I’ve been dating Linda for almost 2 billion years now so you can guess that I am an expert on girlfriend gift ideas. Frankly, while the Earth was very young, rocks and not very conversational microbes were the only games in town. So my sweetheart Linda got pet rocks—yes, the concept is that old!—for a billion years since I pretty much figured out that girlfriends don’t particularly find microbes romantic.
However, as you may have noticed, things are different now. Your planet Earth is now teeming with life and manufactured products from that aforementioned life. So gift ideas for girlfriend sensibilities have increased quite considerably. And to boot, I, a true outsider who has been shelling out gifts for billions of years, am in a unique position to give you truly useful info.
So my useful info is to go with the big two: flowers and/or jewelry, plus a third tactic. But in order to get the most out of your gift, I think you should know how earthlings react to these kinds of gifts. That way, you can deploy your gift—I mean give it (I’m so nerdy sometimes!) to your girlfriend with the best results.

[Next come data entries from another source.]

// Copyright 2025 the Flowbox Authors
// SPDX-License-Identifier: Apache-2.0 OR MIT

use core::fmt;

/// One of the two perpendicular layout directions.
///
/// A box tiles its children along its *major* axis and aligns them along the
/// other (*minor*) axis.
#[derive(Clone, Copy, PartialEq, Eq, Hash, Debug)]
pub enum Axis {
    /// The horizontal axis.
    X,
    /// The vertical axis.
    Y,
}

impl Axis {
    /// Both axes, in index order.
    pub const ALL: [Self; 2] = [Self::X, Self::Y];

    /// Resolves a numeric axis index, where `0` is [`Axis::X`] and `1` is [`Axis::Y`].
    ///
    /// Any other value is a programmer error and is reported rather than defaulted.
    ///
    /// ```
    /// use layout_primitives::Axis;
    ///
    /// assert_eq!(Axis::from_index(0), Ok(Axis::X));
    /// assert!(Axis::from_index(2).is_err());
    /// ```
    pub const fn from_index(index: usize) -> Result<Self, InvalidAxis> {
        match index {
            0 => Ok(Self::X),
            1 => Ok(Self::Y),
            _ => Err(InvalidAxis { index }),
        }
    }

    /// Returns the numeric index of this axis.
    pub const fn index(self) -> usize {
        match self {
            Self::X => 0,
            Self::Y => 1,
        }
    }

    /// Returns the perpendicular axis.
    pub const fn other(self) -> Self {
        match self {
            Self::X => Self::Y,
            Self::Y => Self::X,
        }
    }

    /// Picks the component of a `(width, height)` pair that lies along this axis.
    pub fn select<T>(self, width: T, height: T) -> T {
        match self {
            Self::X => width,
            Self::Y => height,
        }
    }
}

/// Error returned by [`Axis::from_index`] for an index outside `{0, 1}`.
#[derive(Clone, Copy, PartialEq, Eq, Debug)]
pub struct InvalidAxis {
    index: usize,
}

impl InvalidAxis {
    /// The rejected axis index.
    pub fn index(self) -> usize {
        self.index
    }
}

impl fmt::Display for InvalidAxis {
    fn fmt(&self, f: &mut fmt::Formatter<'_>) -> fmt::Result {
        write!(f, "invalid axis index {}", self.index)
    }
}

impl core::error::Error for InvalidAxis {}

#[cfg(test)]
mod tests {
    use super::*;

    #[test]
    fn round_trips_through_index() {
        for axis in Axis::ALL {
            assert_eq!(Axis::from_index(axis.index()), Ok(axis));
        }
    }

    #[test]
    fn rejects_unknown_index() {
        let err = Axis::from_index(7).unwrap_err();
        assert_eq!(err.index(), 7);
    }

    #[test]
    fn select_follows_axis() {
        assert_eq!(Axis::X.select(3, 4), 3);
        assert_eq!(Axis::Y.select(3, 4), 4);
        assert_eq!(Axis::Y.other(), Axis::X);
    }
}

Flowers that look like flowers (not icky algae like things) began appearing on Earth about 400 million years ago. And boy, did I see a difference when I began giving her flowers! It was a new kind of smile. Not the smile when she received my pet rocks where the mouth was smiling but not the eyes (I mean, who cares about eyes; it’s not their job to smile). It was a new kind of smile where the cheeks and eyes—I still don’t care about them—all lit up together. And she was still happy three days later. I never saw my girlfriend look so content.
What I experienced was proven out by the 2005 Haviland-Jones study. They gave a gift to participants in a study; either a decorative candle, a fruit basket or flowers. Overwhelmingly, the flowers brought about the biggest smiles and the longest lasting happiness. So don’t take my superior word for it; even your fellow earthling scientists, agree with me, such as they are.

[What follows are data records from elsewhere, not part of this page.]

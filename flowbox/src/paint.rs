// Copyright 2025 the Flowbox Authors
// SPDX-License-Identifier: Apache-2.0 OR MIT

use layout_primitives::Rect;

/// A paint destination.
///
/// Rendering backends are out of scope; views describe what to draw through this trait.
pub trait Canvas {
    /// The area that needs painting, or `None` for everything.
    fn clip_bounds(&self) -> Option<Rect>;

    /// Draws a run of text inside `bounds` with its baseline at `baseline`.
    fn draw_text(&mut self, text: &str, bounds: Rect, baseline: i32);
}

/// One recorded text draw.
#[derive(Clone, PartialEq, Eq, Debug)]
pub struct DisplayItem {
    /// The drawn text.
    pub text: String,
    /// Where it was drawn.
    pub bounds: Rect,
    /// Baseline position.
    pub baseline: i32,
}

/// A [`Canvas`] that records draws in order.
#[derive(Clone, Debug, Default)]
pub struct DisplayList {
    clip: Option<Rect>,
    items: Vec<DisplayItem>,
}

impl DisplayList {
    /// Creates an unclipped list.
    pub fn new() -> Self {
        Self::default()
    }

    /// Creates a list that reports `clip` as its paint area.
    pub fn with_clip(clip: Rect) -> Self {
        Self {
            clip: Some(clip),
            items: Vec::new(),
        }
    }

    /// Recorded draws.
    pub fn items(&self) -> &[DisplayItem] {
        &self.items
    }

    /// Recorded text, in draw order.
    pub fn texts(&self) -> Vec<&str> {
        self.items.iter().map(|item| item.text.as_str()).collect()
    }

    /// Forgets recorded draws.
    pub fn clear(&mut self) {
        self.items.clear();
    }
}

impl Canvas for DisplayList {
    fn clip_bounds(&self) -> Option<Rect> {
        self.clip
    }

    fn draw_text(&mut self, text: &str, bounds: Rect, baseline: i32) {
        self.items.push(DisplayItem {
            text: text.to_owned(),
            bounds,
            baseline,
        });
    }
}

I once thought jewelry was a fad gift idea. When I saw primitive people make and design ornaments for their women folk, I thought that this could not last. By the time earthlings become advanced—in your dreams!—or at least cognizant enough to do monster truck shows, they’ll stop this jewelry thing. But I was wrong: there is something deeper going on here.

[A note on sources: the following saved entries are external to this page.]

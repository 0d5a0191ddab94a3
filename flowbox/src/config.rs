// Copyright 2025 the Flowbox Authors
// SPDX-License-Identifier: Apache-2.0 OR MIT

use layout_primitives::{BaseDirection, Justification};

/// Default distance between tab stops.
pub const DEFAULT_TAB_INTERVAL: f32 = 72.0;

/// Paragraph formatting and scheduling options.
///
/// Passed explicitly to the views that need it; there is no global configuration.
///
/// ```
/// use flowbox::LayoutConfig;
/// use layout_primitives::Justification;
///
/// let config = LayoutConfig::default()
///     .with_first_line_indent(24.0)
///     .with_justification(Justification::Center);
/// assert_eq!(config.tab_interval, 72.0);
/// ```
#[derive(Clone, Copy, Debug, PartialEq)]
pub struct LayoutConfig {
    /// Distance between default tab stops.
    pub tab_interval: f32,
    /// Largest span a flow reports along its flow axis.
    pub flow_span_limit: i32,
    /// Inset of the first row of a paragraph.
    pub first_line_indent: f32,
    /// Extra space below each row, as a fraction of the row height.
    pub line_spacing: f32,
    /// Placement of rows that do not fill the flow span.
    pub justification: Justification,
    /// Paragraph direction.
    pub base_direction: BaseDirection,
    /// Background layout threads; `0` means tasks only run when drained explicitly.
    pub worker_threads: usize,
}

impl Default for LayoutConfig {
    fn default() -> Self {
        Self {
            tab_interval: DEFAULT_TAB_INTERVAL,
            flow_span_limit: i32::from(i16::MAX),
            first_line_indent: 0.0,
            line_spacing: 0.0,
            justification: Justification::Left,
            base_direction: BaseDirection::Auto,
            worker_threads: 1,
        }
    }
}

impl LayoutConfig {
    /// Sets the tab interval.
    pub fn with_tab_interval(mut self, interval: f32) -> Self {
        self.tab_interval = interval;
        self
    }

    /// Sets the first-line indent.
    pub fn with_first_line_indent(mut self, indent: f32) -> Self {
        self.first_line_indent = indent;
        self
    }

    /// Sets the line spacing fraction.
    pub fn with_line_spacing(mut self, spacing: f32) -> Self {
        self.line_spacing = spacing;
        self
    }

    /// Sets the row justification.
    pub fn with_justification(mut self, justification: Justification) -> Self {
        self.justification = justification;
        self
    }

    /// Sets the paragraph direction.
    pub fn with_base_direction(mut self, direction: BaseDirection) -> Self {
        self.base_direction = direction;
        self
    }

    /// Sets the number of background layout threads.
    pub fn with_worker_threads(mut self, threads: usize) -> Self {
        self.worker_threads = threads;
        self
    }
}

I think the role of jewelry is to accent individuality. By wearing jewelry, your girlfriend is saying, “This is what sets me apart.” She wants to adorn herself in a unique way which makes her different from everyone else. So think what makes your girlfriend special and how a piece of jewel properly deployed (I’m such a geek!) will make her even more special.
How’s that for a gift idea? Actually ask her, but have her suggest many gifts. The more she mentions the better. From that pool of gifts, give her one or two. That should create some of that fun uncertainty when she opens your gift. (One caveat: I’ve noticed some female earthlings want you to “read their minds” concerning what they want. Since you don’t have antennae like I do, kindly remind her that you can’t. I’m sure once reminded of that fact, your girlfriend will cease making such requests.)
In my pet rock days, I asked Linda if she wanted granite, igneous rock, pebbles or sand. Well, Linda was always a sport and would say, “Surprise me.” So when I later presented her my latest rock treasure, I was never disappointed by her look of shock. It warms my heart just thinking about it.
If you play your cards right, fellow male earthlings, you can get that look of shock too! So remember, flowers, jewelry or “ask her” are the gifts for girlfriend happiness. And ignore the microbes.